The report of the commissioner, in connection with schedule No. 3, shows that he has allowed, as damages, to the four owners of cargo, the actual cost of the cargo, with the expenses of lading on board, and such increase in the market value thereof at the port of shipment, as occurred previous to the loss of the cargo, with interest at the rate of 7 per cent. per annum. The cargo was wool. As to each one of three of the owners, schedule No. 3 shows that the mode adopted of arriving at the amount reported was this: Set down the cost, in gold, of the purchase of the wool, “without charges of shipment or other expenses;” to this add 11½ per cent. thereon, for gold premium; to the resulting sum add 17½ per cent. thereon (for what, is not stated in the schedule); to the resulting sum add an item as “difference between cost of purchase and whole cost of wool on board in currency,” and an item as “cost of insurance,” and an item as “interest from April 20th, 1871, at 7 per cent.” This mode produces allowances to the three owners, severally, of $17,591.65, and $29,038.18, and $29,207.62. As to the fourth owner, schedule No. 3 shows that the mode of arriving at the amount reported was this: Set down the cost, in Montevideo paper currency, of the purchase of the wool; to this add 2½ per cent. thereon, as “rise in value from time of purchase to time of loss,” and 1 6-10 per cent. thereon, as “commissions, &c.,” and an item as “cost of shipment;” to the resulting sum (which is put down as “total cost, in Montevideo currency”) turned into gold at 92 97-100 per cent. thereon, add an item, as “insurance paid. in gold;” to the resulting sum add 11½ per cent. premium thereon; to the resulting sum (which is put down as “total in United States currency”) add “interest from April 20th, 1871, at 7 per cent.” This mode produces an allowance to the fourth owner of $5,541.01.

The exceptions raise the question, whether the allowance for loss of cargo ought to be the market value of it in Boston at the time of the loss, less freight, duties, and charges for lading; or, whether it should be only the actual cost of the cargo when on board of the vessel at the port of shipment (including expense of lading), which may be regarded as its market value when on board, at such port, without any addition for any increase in the market value of like cargo at such port, occurring prior to the time of the loss; or whether it should be what the report allows, namely, the actual cost when on board of the vessel, at the port of shipment (including expense of lading), with the addition of the increase in the market value of like cargo at such port, occurring prior to the time of the loss.
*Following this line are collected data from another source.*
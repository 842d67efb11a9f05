use tch::{Device, Kind, Tensor};

/// Numerically stable `ln(1 + e^x)`.
pub fn softplus(xs: &Tensor) -> Tensor {
    xs.relu() + (-xs.abs()).exp().log1p()
}

/// Position tables built once for the longest sequence and sliced by every block.
#[derive(Debug)]
pub struct PositionConstants {
    /// `[i][j] = j - i`, non-positive on and below the diagonal.
    relative_positions: Tensor,
    causal_mask: Tensor,
    negative_infinity: Tensor,
    max_length: i64,
}

impl PositionConstants {
    pub fn new(max_length: i64, kind: Kind, device: Device) -> Self {
        let _guard = tch::no_grad_guard();
        let range = Tensor::arange(max_length, (kind, device));
        let relative_positions = range.unsqueeze(0) - range.unsqueeze(1);
        let causal_mask = Tensor::ones([max_length, max_length], (Kind::Bool, device)).tril(0);
        let negative_infinity = Tensor::full(
            [max_length, max_length],
            f64::NEG_INFINITY,
            (kind, device),
        );
        Self {
            relative_positions,
            causal_mask,
            negative_infinity,
            max_length,
        }
    }

    pub fn max_length(&self) -> i64 {
        self.max_length
    }

    fn square(&self, table: &Tensor, length: i64) -> Tensor {
        assert!(
            length <= self.max_length,
            "sequence length {length} exceeds the maximum {}",
            self.max_length
        );
        table.narrow(0, 0, length).narrow(1, 0, length)
    }

    pub fn relative_positions(&self, length: i64) -> Tensor {
        self.square(&self.relative_positions, length)
    }

    pub fn causal_mask(&self, length: i64) -> Tensor {
        self.square(&self.causal_mask, length)
    }

    pub fn negative_infinity(&self, length: i64) -> Tensor {
        self.square(&self.negative_infinity, length)
    }

    /// Additive attention mask: `softplus(scale) * (j - i)` where `j <= i`, `-inf` elsewhere.
    pub fn attention_bias(&self, length: i64, scale: &Tensor) -> Tensor {
        let bias = softplus(scale) * self.relative_positions(length);
        bias.where_self(&self.causal_mask(length), &self.negative_infinity(length))
    }
}
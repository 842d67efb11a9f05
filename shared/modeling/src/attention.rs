use speedy_core::{ModelConfig, ParamBucket, ValuePathway};
use tch::{
    nn::{self, Module},
    Kind, Tensor,
};

use crate::{param_groups::tagged, LayerNorm, PositionConstants};

#[derive(Debug, Clone, Copy, Default, PartialEq, Eq)]
pub enum AttentionImplementation {
    /// Fused `scaled_dot_product_attention`.
    #[default]
    Sdpa,
    /// Explicit matmul/softmax; slower, fully deterministic on CPU.
    Eager,
}

/// One residual layer: a fused projection feeding a GeGLU channel mixer and a single attention
/// operation whose values come out of that mixer.
#[derive(Debug)]
pub struct LatentAttentionBlock {
    norm: LayerNorm,
    expand: Tensor,
    project: Tensor,
    position_bias_mult: Tensor,
    qk_dim: i64,
    expand_dim: i64,
    value_dim: i64,
    num_heads: i64,
    value_pathway: ValuePathway,
    attn_implementation: AttentionImplementation,
}

impl LatentAttentionBlock {
    pub fn new(
        vs: nn::Path,
        config: &ModelConfig,
        attn_implementation: AttentionImplementation,
    ) -> Self {
        assert_eq!(
            config.width % config.qk_dim_div,
            0,
            "width must be divisible by the query/key divisor"
        );
        assert_eq!(
            config.qk_dim() % config.num_heads,
            0,
            "query/key width must be divisible by num_heads"
        );
        assert_eq!(
            config.width % config.num_heads,
            0,
            "width must be divisible by num_heads"
        );

        let width = config.width as i64;
        let qk_dim = config.qk_dim() as i64;
        let expand_dim = config.expand_dim() as i64;
        let expand_factor = config.expand_factor as f64;
        let inv_sqrt_width = 1.0 / (width as f64).sqrt();

        let norm = LayerNorm::new(
            tagged(&vs / "norm", ParamBucket::NormBiasEmbedding),
            width,
            1e-5,
        );
        let expand = tagged(&vs / "expand", ParamBucket::Decay).var(
            "weight",
            &[2 * qk_dim + 2 * expand_dim, width],
            nn::Init::Randn {
                mean: 0.0,
                stdev: 0.5 * inv_sqrt_width / expand_factor,
            },
        );
        // shrinks each residual contribution as depth grows
        let project = tagged(&vs / "project", ParamBucket::Decay).var(
            "weight",
            &[width, expand_dim],
            nn::Init::Randn {
                mean: 0.0,
                stdev: inv_sqrt_width / expand_factor / (config.depth as f64).sqrt(),
            },
        );
        let position_bias_mult = tagged(&vs / "position_bias", ParamBucket::PositionBias).var(
            "mult",
            &[],
            nn::Init::Const(1.0),
        );

        Self {
            norm,
            expand,
            project,
            position_bias_mult,
            qk_dim,
            expand_dim,
            value_dim: config.value_dim() as i64,
            num_heads: config.num_heads as i64,
            value_pathway: config.value_pathway,
            attn_implementation,
        }
    }

    pub fn position_bias_mult(&self) -> &Tensor {
        &self.position_bias_mult
    }

    pub fn forward(&self, xs: &Tensor, constants: &PositionConstants) -> Tensor {
        let (b, t, _) = xs.size3().unwrap();

        let normed = self.norm.forward(xs);
        let projected = normed.linear::<Tensor>(&self.expand, None).split_with_sizes(
            [self.qk_dim, self.qk_dim, self.expand_dim, self.expand_dim],
            -1,
        );
        let (query, key, linear, pre_gelu) =
            (&projected[0], &projected[1], &projected[2], &projected[3]);

        let geglu = linear * pre_gelu.gelu("none");
        let local_dim = self.expand_dim - self.value_dim;
        let local = geglu.narrow(-1, 0, local_dim);
        let value = match self.value_pathway {
            ValuePathway::Gated => geglu.narrow(-1, local_dim, self.value_dim),
            ValuePathway::Linear => pre_gelu.narrow(-1, local_dim, self.value_dim),
        };

        let bias = constants.attention_bias(t, &self.position_bias_mult);
        let attention = self.attend(query, key, &value, &bias, b, t);

        let out = Tensor::cat(&[local, attention], -1).linear::<Tensor>(&self.project, None);
        xs + out
    }

    fn attend(
        &self,
        query: &Tensor,
        key: &Tensor,
        value: &Tensor,
        bias: &Tensor,
        b: i64,
        t: i64,
    ) -> Tensor {
        let split_heads = |x: &Tensor| x.reshape([b, t, self.num_heads, -1]).transpose(1, 2);
        let (q, k, v) = (split_heads(query), split_heads(key), split_heads(value));
        let scale = 1.0 / ((self.qk_dim / self.num_heads) as f64).sqrt();

        let y = match self.attn_implementation {
            AttentionImplementation::Sdpa => Tensor::scaled_dot_product_attention::<&Tensor>(
                &q,
                &k,
                &v,
                Some(bias),
                0.0,
                false,
                Some(scale),
                false,
            ),
            AttentionImplementation::Eager => {
                let kind = q.kind();
                let att = q.matmul(&k.transpose(-2, -1)) * scale + bias;
                att.softmax(-1, Kind::Float).to_kind(kind).matmul(&v)
            }
        };
        y.transpose(1, 2)
            .contiguous()
            .reshape([b, t, self.value_dim])
    }
}

#[cfg(test)]
mod tests {
    use super::*;
    use tch::Device;

    fn block_config(num_heads: usize, value_pathway: ValuePathway) -> ModelConfig {
        ModelConfig {
            vocab_size: 32,
            num_heads,
            value_pathway,
            max_sequence_length: 16,
            ..ModelConfig::new(64, 2)
        }
    }

    fn max_abs_diff(a: &Tensor, b: &Tensor) -> f64 {
        (a - b).abs().max().double_value(&[])
    }

    #[test]
    fn preserves_shape() {
        let vs = nn::VarStore::new(Device::Cpu);
        let config = block_config(1, ValuePathway::Gated);
        let block = LatentAttentionBlock::new(vs.root(), &config, AttentionImplementation::Sdpa);
        let constants = PositionConstants::new(16, Kind::Float, Device::Cpu);
        let xs = Tensor::randn([2, 10, 64], (Kind::Float, Device::Cpu));
        assert_eq!(block.forward(&xs, &constants).size(), vec![2, 10, 64]);
    }

    #[test]
    fn weight_shapes_and_buckets() {
        let vs = nn::VarStore::new(Device::Cpu);
        let config = block_config(1, ValuePathway::Gated);
        let _block = LatentAttentionBlock::new(vs.root(), &config, AttentionImplementation::Sdpa);
        let parameters = crate::tagged_parameters(&vs).unwrap();
        let shapes: Vec<_> = parameters
            .iter()
            .map(|p| (p.name.as_str(), p.tensor.size(), p.bucket))
            .collect();
        assert_eq!(
            shapes,
            vec![
                ("expand.weight", vec![272, 64], ParamBucket::Decay),
                ("norm.weight", vec![64], ParamBucket::NormBiasEmbedding),
                ("position_bias.mult", vec![], ParamBucket::PositionBias),
                ("project.weight", vec![64, 128], ParamBucket::Decay),
            ]
        );
    }

    #[test]
    fn sdpa_matches_eager() {
        for (num_heads, value_pathway) in [
            (1, ValuePathway::Gated),
            (2, ValuePathway::Linear),
            (4, ValuePathway::Gated),
        ] {
            let config = block_config(num_heads, value_pathway);
            let build = |attn_implementation| {
                tch::manual_seed(3);
                let vs = nn::VarStore::new(Device::Cpu);
                let block = LatentAttentionBlock::new(vs.root(), &config, attn_implementation);
                (vs, block)
            };
            let (_sdpa_vs, sdpa) = build(AttentionImplementation::Sdpa);
            let (_eager_vs, eager) = build(AttentionImplementation::Eager);
            let constants = PositionConstants::new(16, Kind::Float, Device::Cpu);
            let xs = Tensor::randn([2, 12, 64], (Kind::Float, Device::Cpu));
            let a = sdpa.forward(&xs, &constants);
            let b = eager.forward(&xs, &constants);
            let diff = max_abs_diff(&a, &b);
            assert!(diff < 1e-4, "heads={num_heads}: max_abs_diff={diff}");
        }
    }

    #[test]
    fn output_is_causal() {
        tch::manual_seed(11);
        let vs = nn::VarStore::new(Device::Cpu);
        let config = block_config(2, ValuePathway::Gated);
        let block = LatentAttentionBlock::new(vs.root(), &config, AttentionImplementation::Eager);
        let constants = PositionConstants::new(16, Kind::Float, Device::Cpu);

        let xs = Tensor::randn([1, 12, 64], (Kind::Float, Device::Cpu));
        let position = 5;
        let mut perturbed = xs.copy();
        let tail = Tensor::randn([1, 12 - position - 1, 64], (Kind::Float, Device::Cpu));
        perturbed
            .narrow(1, position + 1, 12 - position - 1)
            .copy_(&tail);

        let before = block.forward(&xs, &constants).narrow(1, 0, position + 1);
        let after = block.forward(&perturbed, &constants).narrow(1, 0, position + 1);
        assert_eq!(max_abs_diff(&before, &after), 0.0);

        let later_before = block.forward(&xs, &constants).narrow(1, position + 1, 1);
        let later_after = block.forward(&perturbed, &constants).narrow(1, position + 1, 1);
        assert!(max_abs_diff(&later_before, &later_after) > 0.0);
    }

    #[test]
    fn position_bias_receives_gradient() {
        let vs = nn::VarStore::new(Device::Cpu);
        let config = block_config(1, ValuePathway::Gated);
        let block = LatentAttentionBlock::new(vs.root(), &config, AttentionImplementation::Sdpa);
        let constants = PositionConstants::new(16, Kind::Float, Device::Cpu);
        let xs = Tensor::randn([2, 8, 64], (Kind::Float, Device::Cpu));
        block.forward(&xs, &constants).square().sum(Kind::Float).backward();
        let grad = block.position_bias_mult().grad();
        assert!(grad.defined());
        assert!(grad.double_value(&[]).abs() > 0.0);
    }
}
use std::collections::{BTreeMap, HashMap};

use serde::Serialize;
use speedy_core::ParamBucket;
use tch::{nn, Tensor};
use thiserror::Error;

#[derive(Debug, Error)]
pub enum ParamGroupError {
    #[error("parameter {name} was created in group {group}, which is not a known bucket")]
    UnknownGroup { name: String, group: usize },

    #[error("trainable parameter in group {group} has no registered name")]
    Unnamed { group: usize },
}

/// Returns `vs` with every parameter it creates assigned to `bucket`.
///
/// Paths never tagged stay in group 0, the catch-all decay bucket.
pub fn tagged(mut vs: nn::Path<'_>, bucket: ParamBucket) -> nn::Path<'_> {
    vs.set_group(bucket.index());
    vs
}

#[derive(Debug)]
pub struct TaggedParameter {
    pub name: String,
    pub bucket: ParamBucket,
    pub tensor: Tensor,
}

impl TaggedParameter {
    pub fn numel(&self) -> usize {
        self.tensor.numel()
    }
}

/// Every trainable parameter of `vs` with its bucket, sorted by name.
pub fn tagged_parameters(vs: &nn::VarStore) -> Result<Vec<TaggedParameter>, ParamGroupError> {
    let variables = vs.variables_.lock().unwrap();
    let names: HashMap<_, _> = variables
        .named_variables
        .iter()
        .map(|(name, tensor)| (tensor.data_ptr(), name))
        .collect();

    let mut parameters = variables
        .trainable_variables
        .iter()
        .map(|var| {
            let name = names
                .get(&var.tensor.data_ptr())
                .ok_or(ParamGroupError::Unnamed { group: var.group })?;
            let bucket =
                ParamBucket::from_index(var.group).ok_or_else(|| ParamGroupError::UnknownGroup {
                    name: name.to_string(),
                    group: var.group,
                })?;
            Ok(TaggedParameter {
                name: name.to_string(),
                bucket,
                tensor: var.tensor.shallow_clone(),
            })
        })
        .collect::<Result<Vec<_>, _>>()?;
    parameters.sort_by(|a, b| a.name.cmp(&b.name));
    Ok(parameters)
}

/// Tensor and element counts per bucket.
#[derive(Debug, Clone, Default, PartialEq, Eq, Serialize)]
pub struct BucketSummary {
    pub tensors: BTreeMap<ParamBucket, usize>,
    pub params: BTreeMap<ParamBucket, usize>,
}

impl BucketSummary {
    pub fn from_parameters(parameters: &[TaggedParameter]) -> Self {
        let mut summary = Self::default();
        for bucket in ParamBucket::ALL {
            summary.tensors.insert(bucket, 0);
            summary.params.insert(bucket, 0);
        }
        for parameter in parameters {
            *summary.tensors.entry(parameter.bucket).or_default() += 1;
            *summary.params.entry(parameter.bucket).or_default() += parameter.numel();
        }
        summary
    }

    pub fn total_params(&self) -> usize {
        self.params.values().sum()
    }
}
use anyhow::{anyhow, bail, Result};
use std::path::{Path, PathBuf};
use tracing::{debug, info, warn};

use crate::TokenSplits;

const MODDED_NANOGPT_MAGIC: u32 = 20240520;
/// 256 little-endian i32 words: magic, version, token count, then padding.
const MODDED_NANOGPT_HEADER_SIZE: usize = 1024;

pub const DATA_FILE_EXTENSIONS: [&str; 3] = ["bin", "npy", "ds"];

#[derive(Debug, Clone, Copy, PartialEq, Eq)]
pub enum TokenSize {
    TwoBytes,
    FourBytes,
}

impl TokenSize {
    pub fn from_bytes(bytes: usize) -> Option<Self> {
        match bytes {
            2 => Some(TokenSize::TwoBytes),
            4 => Some(TokenSize::FourBytes),
            _ => None,
        }
    }
}

impl From<TokenSize> for usize {
    fn from(value: TokenSize) -> Self {
        match value {
            TokenSize::TwoBytes => 2,
            TokenSize::FourBytes => 4,
        }
    }
}

#[derive(Debug, Clone, Copy, PartialEq, Eq)]
pub enum DataFormat {
    Raw,
    /// Shards written by modded-nanogpt's `fineweb.py`.
    ModdedNanogpt { version: u32, token_count: u32 },
}

impl DataFormat {
    /// Anything without the magic word in its first four bytes is headerless.
    pub fn detect(data: &[u8]) -> Self {
        if data.len() >= 12 {
            let word = |i: usize| {
                u32::from_le_bytes([data[i], data[i + 1], data[i + 2], data[i + 3]])
            };
            if word(0) == MODDED_NANOGPT_MAGIC {
                return DataFormat::ModdedNanogpt {
                    version: word(4),
                    token_count: word(8),
                };
            }
        }
        DataFormat::Raw
    }

    pub fn header_size(&self) -> usize {
        match self {
            DataFormat::Raw => 0,
            DataFormat::ModdedNanogpt { .. } => MODDED_NANOGPT_HEADER_SIZE,
        }
    }
}

fn is_validation_filename(path: &Path) -> bool {
    path.file_name()
        .and_then(|x| x.to_str())
        .map(|name| name.to_ascii_lowercase().contains("val"))
        .unwrap_or(false)
}

fn mmap_file(p: &Path) -> Result<memmap2::Mmap> {
    let file = std::fs::File::open(p)?;
    // SAFETY: token files are opened read-only and not expected to change while training
    Ok(unsafe { memmap2::MmapOptions::new().map(&file)? })
}

/// Decodes little-endian token ids following the format header.
pub fn decode_tokens(data: &[u8], token_size: TokenSize) -> Vec<i32> {
    let format = DataFormat::detect(data);
    let body = data.get(format.header_size()..).unwrap_or_default();
    let width = usize::from(token_size);
    let mut available = body.len() / width;
    if let DataFormat::ModdedNanogpt { token_count, .. } = format {
        available = available.min(token_count as usize);
    }
    body.chunks_exact(width)
        .take(available)
        .map(|t| match token_size {
            TokenSize::TwoBytes => u16::from_le_bytes([t[0], t[1]]) as i32,
            TokenSize::FourBytes => u32::from_le_bytes([t[0], t[1], t[2], t[3]]) as i32,
        })
        .collect()
}

fn load_files(files: &[PathBuf], token_size: TokenSize) -> Result<Vec<i32>> {
    let mut tokens = Vec::new();
    for path in files {
        let data = mmap_file(path)?;
        let format = DataFormat::detect(&data);
        match format {
            DataFormat::Raw => {
                debug!("File {:?}: Raw binary format (no header)", path.file_name())
            }
            DataFormat::ModdedNanogpt {
                version,
                token_count,
            } => info!(
                "File {:?}: modded-nanogpt format (version={}, tokens={})",
                path.file_name(),
                version,
                token_count
            ),
        }
        let decoded = decode_tokens(&data, token_size);
        if decoded.is_empty() {
            warn!(file = ?path, "Data file holds no tokens; skipping");
        }
        tokens.extend(decoded);
    }
    Ok(tokens)
}

/// Loads every token file in `dir`, routing files with `val` in their name to the held-out split.
pub fn load_token_splits(dir: impl AsRef<Path>, token_size: TokenSize) -> Result<TokenSplits> {
    let dir = std::fs::canonicalize(&dir)
        .map_err(|e| anyhow!("Failed to open data directory {:?}: {e}", dir.as_ref()))?;

    let mut bin_files = vec![];
    for file in std::fs::read_dir(&dir)
        .map_err(|e| anyhow!("couldn't load training data from {}: {e}", dir.display()))?
        .flatten()
    {
        let file = file.path();
        if let Some(extension) = file.extension().and_then(|s| s.to_str()) {
            if DATA_FILE_EXTENSIONS.contains(&extension) {
                bin_files.push(file);
            }
        }
    }
    bin_files.sort();

    let (eval_files, train_files): (Vec<_>, Vec<_>) = bin_files
        .into_iter()
        .partition(|path| is_validation_filename(path));
    if train_files.is_empty() {
        bail!("No training data files in directory {}", dir.display());
    }
    if eval_files.is_empty() {
        bail!(
            "No validation data files in directory {} (expected a file name containing `val`)",
            dir.display()
        );
    }

    let train = load_files(&train_files, token_size)?;
    let eval = load_files(&eval_files, token_size)?;
    info!(
        train_files = train_files.len(),
        train_tokens = train.len(),
        eval_files = eval_files.len(),
        eval_tokens = eval.len(),
        "Loaded token data from directory {}",
        dir.display()
    );
    Ok(TokenSplits::new(train, eval))
}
The cases in which the question is considered are few in number. The general rule, in cases of collision, is easily stated. In the Gazelle, 2 W. Rob. [Adm.] 279, it is said, that “the right against the wrong-doer is for a restitution in integrum,” and that the suffering party must be put “as nearly as possible in the same situation in which he would have been if no collision had taken place.” In Smith v. Condry, 1 How. [42 U. S.] 28, it is said: “It is the actual damage sustained by the party at the time and place of the injury, that is the measure of damages.” In Williamson v. Barrett, 13 How. [54 U. S.] 101, 110, it is said: “The general rule regulating damages in cases of collision is to allow the injured party an indemnity to the extent of the loss sustained. This general rule is obvious enough; but there is a good deal of difficulty in stating the grounds upon which to arrive, in all cases, at the proper measure of that indemnity.” But the question remains—what sum of money, in the given case, will be a restitution in integrum, a replacing of the actual damage, an indemnity to the extent of the loss. Whatever that sum is, it must be fixed, as nearly as may be, as of the time and place of the loss.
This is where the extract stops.